* _WHAT YOU SHOULD DO_
Each record needs to be echoed exactly; can you do that?

* _GIVEN INFORMATION_
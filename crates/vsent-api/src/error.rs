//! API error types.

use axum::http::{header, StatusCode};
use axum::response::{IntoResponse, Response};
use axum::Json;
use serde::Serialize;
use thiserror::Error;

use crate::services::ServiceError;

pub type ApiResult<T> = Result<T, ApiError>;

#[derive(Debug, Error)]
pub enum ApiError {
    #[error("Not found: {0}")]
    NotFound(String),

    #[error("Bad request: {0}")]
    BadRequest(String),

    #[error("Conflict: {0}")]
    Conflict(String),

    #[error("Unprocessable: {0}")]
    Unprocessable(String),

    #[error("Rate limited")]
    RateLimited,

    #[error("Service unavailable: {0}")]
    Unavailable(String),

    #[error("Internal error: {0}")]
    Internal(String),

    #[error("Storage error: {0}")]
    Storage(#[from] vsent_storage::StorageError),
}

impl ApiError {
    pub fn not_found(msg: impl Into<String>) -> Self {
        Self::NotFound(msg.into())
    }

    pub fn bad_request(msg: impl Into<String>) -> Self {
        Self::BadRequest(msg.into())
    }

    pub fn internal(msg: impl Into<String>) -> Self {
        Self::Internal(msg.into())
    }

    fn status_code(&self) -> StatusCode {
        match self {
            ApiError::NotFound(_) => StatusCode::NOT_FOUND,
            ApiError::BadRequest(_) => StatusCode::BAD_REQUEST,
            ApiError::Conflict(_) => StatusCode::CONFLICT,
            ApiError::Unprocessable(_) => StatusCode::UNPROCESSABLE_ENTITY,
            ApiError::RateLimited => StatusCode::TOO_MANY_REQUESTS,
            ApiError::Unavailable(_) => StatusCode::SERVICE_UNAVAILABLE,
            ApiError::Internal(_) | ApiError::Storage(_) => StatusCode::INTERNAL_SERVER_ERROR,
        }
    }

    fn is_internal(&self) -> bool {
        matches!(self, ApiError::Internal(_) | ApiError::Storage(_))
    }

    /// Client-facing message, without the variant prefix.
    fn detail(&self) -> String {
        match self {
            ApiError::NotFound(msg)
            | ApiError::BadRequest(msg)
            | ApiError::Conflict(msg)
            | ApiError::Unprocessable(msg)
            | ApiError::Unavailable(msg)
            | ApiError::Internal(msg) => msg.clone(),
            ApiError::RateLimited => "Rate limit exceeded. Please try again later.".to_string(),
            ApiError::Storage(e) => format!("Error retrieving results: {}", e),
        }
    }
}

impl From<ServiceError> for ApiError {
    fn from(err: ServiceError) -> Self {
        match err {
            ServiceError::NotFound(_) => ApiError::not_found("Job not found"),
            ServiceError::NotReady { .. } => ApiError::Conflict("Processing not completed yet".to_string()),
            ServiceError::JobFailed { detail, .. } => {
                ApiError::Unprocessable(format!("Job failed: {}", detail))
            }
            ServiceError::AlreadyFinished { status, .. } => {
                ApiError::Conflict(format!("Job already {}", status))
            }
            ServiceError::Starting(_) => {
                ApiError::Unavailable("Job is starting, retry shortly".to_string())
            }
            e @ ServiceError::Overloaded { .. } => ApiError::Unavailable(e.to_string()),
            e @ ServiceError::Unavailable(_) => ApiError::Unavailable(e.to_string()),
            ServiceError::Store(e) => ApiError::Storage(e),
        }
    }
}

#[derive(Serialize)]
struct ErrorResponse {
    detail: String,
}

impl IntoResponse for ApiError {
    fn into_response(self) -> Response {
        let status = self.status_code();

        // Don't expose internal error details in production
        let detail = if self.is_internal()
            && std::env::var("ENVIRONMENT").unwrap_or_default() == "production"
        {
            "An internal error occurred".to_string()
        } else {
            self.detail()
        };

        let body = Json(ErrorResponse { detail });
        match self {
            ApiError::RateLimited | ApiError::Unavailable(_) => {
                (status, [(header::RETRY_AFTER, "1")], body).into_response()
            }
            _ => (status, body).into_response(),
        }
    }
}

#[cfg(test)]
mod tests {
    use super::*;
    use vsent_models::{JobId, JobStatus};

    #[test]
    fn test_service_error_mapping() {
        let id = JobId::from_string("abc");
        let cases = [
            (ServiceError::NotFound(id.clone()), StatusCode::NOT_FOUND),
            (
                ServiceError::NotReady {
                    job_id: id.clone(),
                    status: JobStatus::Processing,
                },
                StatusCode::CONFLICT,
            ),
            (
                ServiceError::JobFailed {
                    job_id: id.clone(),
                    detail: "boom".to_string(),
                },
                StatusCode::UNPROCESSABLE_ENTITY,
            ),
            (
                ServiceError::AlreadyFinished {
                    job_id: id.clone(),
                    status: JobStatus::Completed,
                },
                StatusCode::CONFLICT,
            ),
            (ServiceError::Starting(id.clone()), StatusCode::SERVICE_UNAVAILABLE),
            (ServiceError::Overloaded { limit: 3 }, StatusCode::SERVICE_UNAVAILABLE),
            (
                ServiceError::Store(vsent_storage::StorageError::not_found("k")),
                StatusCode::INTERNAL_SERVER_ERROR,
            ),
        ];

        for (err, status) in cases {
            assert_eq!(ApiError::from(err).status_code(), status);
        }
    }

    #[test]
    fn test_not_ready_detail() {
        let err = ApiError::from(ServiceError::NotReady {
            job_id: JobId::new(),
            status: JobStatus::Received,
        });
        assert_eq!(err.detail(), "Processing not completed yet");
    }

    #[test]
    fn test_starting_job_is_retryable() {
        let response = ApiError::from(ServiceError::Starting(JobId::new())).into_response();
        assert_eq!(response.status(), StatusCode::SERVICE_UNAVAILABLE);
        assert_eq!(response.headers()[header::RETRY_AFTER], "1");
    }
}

* _EXPECTED OUTPUT_
filename crates/vsent-api/src/error.rs
//! API error types.

use axum::http::{header, StatusCode};
use axum::response::{IntoResponse, Response};
use axum::Json;
use serde::Serialize;
use thiserror::Error;

use crate::services::ServiceError;

pub type ApiResult<T> = Result<T, ApiError>;

#[derive(Debug, Error)]
pub enum ApiError {
    #[error("Not found: {0}")]
    NotFound(String),

    #[error("Bad request: {0}")]
    BadRequest(String),

    #[error("Conflict: {0}")]
    Conflict(String),

    #[error("Unprocessable: {0}")]
    Unprocessable(String),

    #[error("Rate limited")]
    RateLimited,

    #[error("Service unavailable: {0}")]
    Unavailable(String),

    #[error("Internal error: {0}")]
    Internal(String),

    #[error("Storage error: {0}")]
    Storage(#[from] vsent_storage::StorageError),
}

impl ApiError {
    pub fn not_found(msg: impl Into<String>) -> Self {
        Self::NotFound(msg.into())
    }

    pub fn bad_request(msg: impl Into<String>) -> Self {
        Self::BadRequest(msg.into())
    }

    pub fn internal(msg: impl Into<String>) -> Self {
        Self::Internal(msg.into())
    }

    fn status_code(&self) -> StatusCode {
        match self {
            ApiError::NotFound(_) => StatusCode::NOT_FOUND,
            ApiError::BadRequest(_) => StatusCode::BAD_REQUEST,
            ApiError::Conflict(_) => StatusCode::CONFLICT,
            ApiError::Unprocessable(_) => StatusCode::UNPROCESSABLE_ENTITY,
            ApiError::RateLimited => StatusCode::TOO_MANY_REQUESTS,
            ApiError::Unavailable(_) => StatusCode::SERVICE_UNAVAILABLE,
            ApiError::Internal(_) | ApiError::Storage(_) => StatusCode::INTERNAL_SERVER_ERROR,
        }
    }

    fn is_internal(&self) -> bool {
        matches!(self, ApiError::Internal(_) | ApiError::Storage(_))
    }

    /// Client-facing message, without the variant prefix.
    fn detail(&self) -> String {
        match self {
            ApiError::NotFound(msg)
            | ApiError::BadRequest(msg)
            | ApiError::Conflict(msg)
            | ApiError::Unprocessable(msg)
            | ApiError::Unavailable(msg)
            | ApiError::Internal(msg) => msg.clone(),
            ApiError::RateLimited => "Rate limit exceeded. Please try again later.".to_string(),
            ApiError::Storage(e) => format!("Error retrieving results: {}", e),
        }
    }
}

impl From<ServiceError> for ApiError {
    fn from(err: ServiceError) -> Self {
        match err {
            ServiceError::NotFound(_) => ApiError::not_found("Job not found"),
            ServiceError::NotReady { .. } => ApiError::Conflict("Processing not completed yet".to_string()),
            ServiceError::JobFailed { detail, .. } => {
                ApiError::Unprocessable(format!("Job failed: {}", detail))
            }
            ServiceError::AlreadyFinished { status, .. } => {
                ApiError::Conflict(format!("Job already {}", status))
            }
            ServiceError::Starting(_) => {
                ApiError::Unavailable("Job is starting, retry shortly".to_string())
            }
            e @ ServiceError::Overloaded { .. } => ApiError::Unavailable(e.to_string()),
            e @ ServiceError::Unavailable(_) => ApiError::Unavailable(e.to_string()),
            ServiceError::Store(e) => ApiError::Storage(e),
        }
    }
}

#[derive(Serialize)]
struct ErrorResponse {
    detail: String,
}

impl IntoResponse for ApiError {
    fn into_response(self) -> Response {
        let status = self.status_code();

        // Don't expose internal error details in production
        let detail = if self.is_internal()
            && std::env::var("ENVIRONMENT").unwrap_or_default() == "production"
        {
            "An internal error occurred".to_string()
        } else {
            self.detail()
        };

        let body = Json(ErrorResponse { detail });
        match self {
            ApiError::RateLimited | ApiError::Unavailable(_) => {
                (status, [(header::RETRY_AFTER, "1")], body).into_response()
            }
            _ => (status, body).into_response(),
        }
    }
}

#[cfg(test)]
mod tests {
    use super::*;
    use vsent_models::{JobId, JobStatus};

    #[test]
    fn test_service_error_mapping() {
        let id = JobId::from_string("abc");
        let cases = [
            (ServiceError::NotFound(id.clone()), StatusCode::NOT_FOUND),
            (
                ServiceError::NotReady {
                    job_id: id.clone(),
                    status: JobStatus::Processing,
                },
                StatusCode::CONFLICT,
            ),
            (
                ServiceError::JobFailed {
                    job_id: id.clone(),
                    detail: "boom".to_string(),
                },
                StatusCode::UNPROCESSABLE_ENTITY,
            ),
            (
                ServiceError::AlreadyFinished {
                    job_id: id.clone(),
                    status: JobStatus::Completed,
                },
                StatusCode::CONFLICT,
            ),
            (ServiceError::Starting(id.clone()), StatusCode::SERVICE_UNAVAILABLE),
            (ServiceError::Overloaded { limit: 3 }, StatusCode::SERVICE_UNAVAILABLE),
            (
                ServiceError::Store(vsent_storage::StorageError::not_found("k")),
                StatusCode::INTERNAL_SERVER_ERROR,
            ),
        ];

        for (err, status) in cases {
            assert_eq!(ApiError::from(err).status_code(), status);
        }
    }

    #[test]
    fn test_not_ready_detail() {
        let err = ApiError::from(ServiceError::NotReady {
            job_id: JobId::new(),
            status: JobStatus::Received,
        });
        assert_eq!(err.detail(), "Processing not completed yet");
    }

    #[test]
    fn test_starting_job_is_retryable() {
        let response = ApiError::from(ServiceError::Starting(JobId::new())).into_response();
        assert_eq!(response.status(), StatusCode::SERVICE_UNAVAILABLE);
        assert_eq!(response.headers()[header::RETRY_AFTER], "1");
    }
}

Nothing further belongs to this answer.